Dormir los fines de semana no reduce los riesgos de pérdida crónica del sueño

Después de una semana entera de levantarse temprano y perder el sueño, muchas personas intentan ponerse al día los fines de semana. Pero, ¿podemos realmente recuperar el sueño insuficiente?

En un nuevo estudio, los investigadores investigaron si dormir más los fines de semana es suficiente para reducir algunos de los riesgos metabólicos asociados con la falta de sueño y los trastornos del sueño no tratados, como la obesidad y la diabetes. Los hallazgos muestran que dormir más los fines de semana no revierte estos riesgos y, en algunos casos, incluso parece empeorar las cosas.
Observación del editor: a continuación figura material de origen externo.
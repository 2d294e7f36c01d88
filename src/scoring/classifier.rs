//! Pre-point significance: game, break, set and match points
//!
//! Everything here reads the score as it stands before the point is played
//! and never mutates it. Tiebreak points carry no flags.

use serde::{Deserialize, Serialize};

use super::format::FormatConfig;
use super::player::Player;
use super::score::ScoreState;

/// Flags recorded on a log entry
#[derive(Debug, Clone, Copy, Default, PartialEq, Eq, Serialize, Deserialize)]
pub struct PointSignificance {
    pub break_point: bool,
    pub game_point: bool,
    pub set_point: bool,
    pub match_point: bool,
}

pub struct PointClassifier;

impl PointClassifier {
    /// Whether the leader wins the game by taking the next point
    pub fn is_game_point_for(leader_points: u32, trailer_points: u32) -> bool {
        leader_points >= 3 && (trailer_points <= 2 || leader_points == trailer_points + 1)
    }

    pub fn is_game_point_if_player_wins(score: &ScoreState, player: Player) -> bool {
        score.tiebreak().is_none()
            && Self::is_game_point_for(
                score.game_points[player.index()],
                score.game_points[player.opponent().index()],
            )
    }

    pub fn is_break_point_if_receiver_wins(score: &ScoreState) -> bool {
        Self::is_game_point_if_player_wins(score, score.current_server.opponent())
    }

    pub fn is_set_point_if_player_wins(score: &ScoreState, format: &FormatConfig, player: Player) -> bool {
        if !Self::is_game_point_if_player_wins(score, player) {
            return false;
        }
        let games = score.current_set().games;
        format.set_won_with(games[player.index()] + 1, games[player.opponent().index()])
    }

    pub fn is_match_point_if_player_wins(score: &ScoreState, format: &FormatConfig, player: Player) -> bool {
        Self::is_set_point_if_player_wins(score, format, player)
            && score.sets_won[player.index()] + 1 == format.sets_to_win()
    }

    /// Flags for the next point, for either player
    pub fn classify(score: &ScoreState, format: &FormatConfig) -> PointSignificance {
        PointSignificance {
            break_point: Self::is_break_point_if_receiver_wins(score),
            game_point: Player::BOTH
                .iter()
                .any(|&p| Self::is_game_point_if_player_wins(score, p)),
            set_point: Player::BOTH
                .iter()
                .any(|&p| Self::is_set_point_if_player_wins(score, format, p)),
            match_point: Player::BOTH
                .iter()
                .any(|&p| Self::is_match_point_if_player_wins(score, format, p)),
        }
    }
}
//! Read-only match snapshot handed to renderers and exporters

use chrono::{DateTime, Utc};
use serde::Serialize;
use uuid::Uuid;

use crate::scoring::{FormatConfig, MatchState, Player, PlayerStats, PointLogEntry, SetRecord};

/// Where the match stands
#[derive(Debug, Clone, Copy, PartialEq, Eq, Serialize)]
#[serde(tag = "status", rename_all = "snake_case")]
pub enum MatchStatus {
    InProgress,
    Won { winner: Player },
    EndedEarly,
}

impl MatchStatus {
    pub fn of(state: &MatchState) -> Self {
        match state.winner() {
            Some(winner) => Self::Won { winner },
            None if state.ended_early => Self::EndedEarly,
            None => Self::InProgress,
        }
    }
}

/// Borrowed view of everything needed to rebuild any summary
#[derive(Debug, Serialize)]
pub struct MatchSnapshot<'a> {
    pub match_id: Uuid,
    pub players: &'a [String; 2],
    pub location: &'a str,
    pub started_at: DateTime<Utc>,
    pub format: &'a FormatConfig,
    #[serde(flatten)]
    pub status: MatchStatus,
    pub sets_won: [u32; 2],
    pub sets: &'a [SetRecord],
    pub match_stats: &'a [PlayerStats; 2],
    /// One more slot than `sets` while the match tiebreak is in play
    pub set_stats: &'a [[PlayerStats; 2]],
    pub log: &'a [PointLogEntry],
}

impl<'a> MatchSnapshot<'a> {
    pub fn capture(state: &'a MatchState) -> Self {
        Self {
            match_id: state.info.id,
            players: &state.info.player_names,
            location: &state.info.location,
            started_at: state.info.started_at,
            format: &state.format,
            status: MatchStatus::of(state),
            sets_won: state.score.sets_won,
            sets: &state.score.sets,
            match_stats: &state.match_stats,
            set_stats: &state.set_stats,
            log: &state.log,
        }
    }

    pub fn name(&self, player: Player) -> &str {
        &self.players[player.index()]
    }

    pub fn to_json(&self) -> Result<String, serde_json::Error> {
        serde_json::to_string_pretty(self)
    }
}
“El mensaje clave de este estudio es que ad libitum la recuperación del fin de semana o la recuperación del sueño no parece ser una estrategia de contramedida eficaz para revertir las interrupciones del metabolismo inducidas por la pérdida del sueño ”, dijo el Dr. Kenneth Wright de la Universidad de Colorado Boulder.

Para el estudio, se asignó al azar a adultos jóvenes sanos a uno de los tres grupos. Al primer grupo se le dio suficiente tiempo para dormir (9 horas) cada noche durante 9 noches. El segundo tenía solo 5 horas para dormir cada noche durante ese mismo período. El tercer grupo durmió 5 horas durante 5 días seguido de un fin de semana en el que durmieron todo lo que quisieron antes de regresar a otros 2 días de sueño restringido.

En los dos grupos de sueño restringido, el sueño insuficiente provocó un aumento de los bocadillos después de la cena y aumento de peso. Durante el sueño de recuperación del fin de semana en el tercer grupo, los participantes durmieron una hora más en promedio de lo que normalmente lo harían.También consumieron menos calorías extra después de la cena que aquellos que no durmieron lo suficiente.

Sin embargo, cuando volvieron a dormir mal después del fin de semana, su reloj corporal circadiano se cronometró más tarde. También comieron más después de la cena ya que su peso continuó aumentando.

Los hallazgos muestran que la restricción del sueño en el primer grupo se relacionó con una disminución en la sensibilidad a la insulina de alrededor del 13 por ciento. Pero el grupo que tuvo la oportunidad de dormir más el fin de semana mostró menos sensibilidad a la insulina. La sensibilidad a la insulina de todo su cuerpo, hígado y músculos disminuyó entre un 9 y un 27 por ciento después de que volvieron a tener un sueño insuficiente, una vez que terminó el fin de semana.

"Nuestros hallazgos muestran que la sensibilidad a la insulina específica de los músculos y el hígado fue peor en los sujetos que tuvieron un sueño de recuperación durante el fin de semana", dijo el investigador Dr. Christopher Depner, y señaló que esas desviaciones metabólicas no se observaron en las personas que durmieron menos todo el tiempo.

“Este hallazgo no se anticipó y muestra además que el sueño de recuperación del fin de semana no es probable [que sea] una contramedida eficaz contra la pérdida del sueño con respecto a la salud metabólica cuando la pérdida del sueño es crónica”.

Wright dice que aún no está claro si el sueño de recuperación de fin de semana puede ser una estrategia de salud eficaz para las personas que duermen muy poco sólo ocasionalmente; por ejemplo, solo una noche o dos por semana. Esperan investigar los pequeños detalles de esta dinámica en estudios futuros, incluida la influencia de las siestas diurnas y otras estrategias para dormir más.

La Sociedad de Investigación del Sueño y la Academia Estadounidense de Medicina del Sueño recomiendan 7 o más horas de sueño cada noche para los adultos, para promover una salud óptima.

Los hallazgos se publican en la revista Biología actual.